The capitalist argument is that businesses should be profitable, not charitable, and since it's not profitable to insure sick people, health insurance companies shouldn't be forced to participate in markets that are lopsided towards the sick. This follows the popular argument that businesses should be free to do basically whatever they want, with minimal regulation or oversight, because they are "job creators" and and therefore precious to the U.S. economy. The fear seems to be that in a global economy, the businesses will just move to a country that's less protective of their populace if we demand they be responsible citizens. But businesses adapt to different regulations and restrictions all the time. Tech companies modify their products to meet Chinese standards for government access. Companies like Johnson & Johnson have had to reformulate products for sale in the EU because certain hazardous ingredients were banned. And hell, look at what they've done to keep selling cars here in California. They've created cars with much lower emissions levels than they ever would have on their own, because it's not in their interest to innovate on emissions. Too many people forget that corporations have a primary responsibility to make money for their shareholders. They don't possess a conscience, and unfortunately a lot of CEOs appear to share that trait. Without any government oversight, corporations will run roughshod over a populace if that is where the profit lies. To believe anything else is naive.

It's precisely because of corporations' lack of conscience and lack of accountability to anyone but their stockholders that it's irresponsible to entrust them with something as important as healthcare. The government is supposed to represent the people, is accountable by election, and therefore should, in theory, be invested in acting in the best interests of the people. To me, I would much rather trust my health to an entity that I have some leverage over regardless of how much money I have, rather than an entity that could really care less about me unless I own an impressive share of its stock. But some people are so distrustful of government that anything seems like a better option, which I will probably never understand. RIP single payer, 2009.

I wish I could say I'm optimistic about the eventual replacement for the ACA, but that would be far from the truth. As long as the GOP is obsessed with privatization, and centering corporations' interests over the public's while pretending they're the party of morality, any solution they come up with will be woefully, almost maliciously inadequate. Only an approach that takes into consideration the holistic nature of health, both physical and social, will ultimately be effective in the long-term, and the current administration doesn't show any signs of acknowledging that fact. Republicans in general seem less interested in making sure the 20-odd million citizens currently enrolled in ACA plans can continue to access affordable healthcare and more interested in kicking as many people as possible off the expansion of Medicaid to show they're serious about entitlement reform. And of course, poor people are easy targets with little political, social and economic capital with which to fight back.

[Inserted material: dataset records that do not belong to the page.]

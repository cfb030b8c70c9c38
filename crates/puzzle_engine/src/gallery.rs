use std::path::{Path, PathBuf};

use puzzle_core::{image_filename, render_index, INDEX_FILENAME};
use puzzle_logging::{puzzle_debug, puzzle_warn};

use crate::fetch::{Fetcher, ProgressSink};
use crate::persist::{create_destination_dir, AtomicFileWriter, PersistError};
use crate::{DownloadEvent, FetchError, ImageIndex};

#[derive(Debug, Clone, PartialEq, Eq)]
pub struct DownloadSummary {
    pub image_count: usize,
    pub total_bytes: u64,
    pub index_path: PathBuf,
}

#[derive(Debug, thiserror::Error)]
pub enum DownloadError {
    #[error(transparent)]
    Persist(#[from] PersistError),
    #[error("image {index} ({url}) failed: {source}")]
    Fetch {
        index: ImageIndex,
        url: String,
        #[source]
        source: FetchError,
    },
}

/// Downloads every URL, in order, into a new `dest_dir` as `img0`, `img1`, ...
/// and writes an `index.html` showing them.
///
/// Stops at the first failure. Images stored before the failure stay on disk
/// and no index is written.
pub async fn download_images(
    fetcher: &dyn Fetcher,
    urls: &[String],
    dest_dir: &Path,
    sink: &dyn ProgressSink,
) -> Result<DownloadSummary, DownloadError> {
    create_destination_dir(dest_dir)?;
    puzzle_debug!("created {:?} for {} images", dest_dir, urls.len());

    let writer = AtomicFileWriter::new(dest_dir.to_path_buf());
    let mut names = Vec::with_capacity(urls.len());
    let mut total_bytes = 0u64;

    for (index, url) in urls.iter().enumerate() {
        sink.emit(DownloadEvent::Retrieving {
            index,
            url: url.clone(),
        });
        let output = match fetcher.fetch(index, url, sink).await {
            Ok(output) => output,
            Err(source) => {
                puzzle_warn!(
                    "aborting after {} of {} images: {}",
                    index,
                    urls.len(),
                    source
                );
                return Err(DownloadError::Fetch {
                    index,
                    url: url.clone(),
                    source,
                });
            }
        };

        let name = image_filename(index);
        let path = writer.write(&name, &output.bytes)?;
        total_bytes += output.metadata.byte_len;
        sink.emit(DownloadEvent::Stored { index, path });
        names.push(name);
    }

    let index_path = writer.write(INDEX_FILENAME, render_index(&names).as_bytes())?;
    sink.emit(DownloadEvent::IndexWritten {
        path: index_path.clone(),
    });

    Ok(DownloadSummary {
        image_count: names.len(),
        total_bytes,
        index_path,
    })
}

The next four to eight years are going to be rough for the oppressed and disadvantaged in our society as we are scapegoated to soothe the anxieties of a dominant group who fears their loss of majority status (among other things, it is of course not that simple). As someone who currently benefits from the expansion of Medicaid, I'm hopeful that the surge of popularity the ACA is currently experiencing will give Republicans pause before they completely gut it. But I'm keeping my expectations low.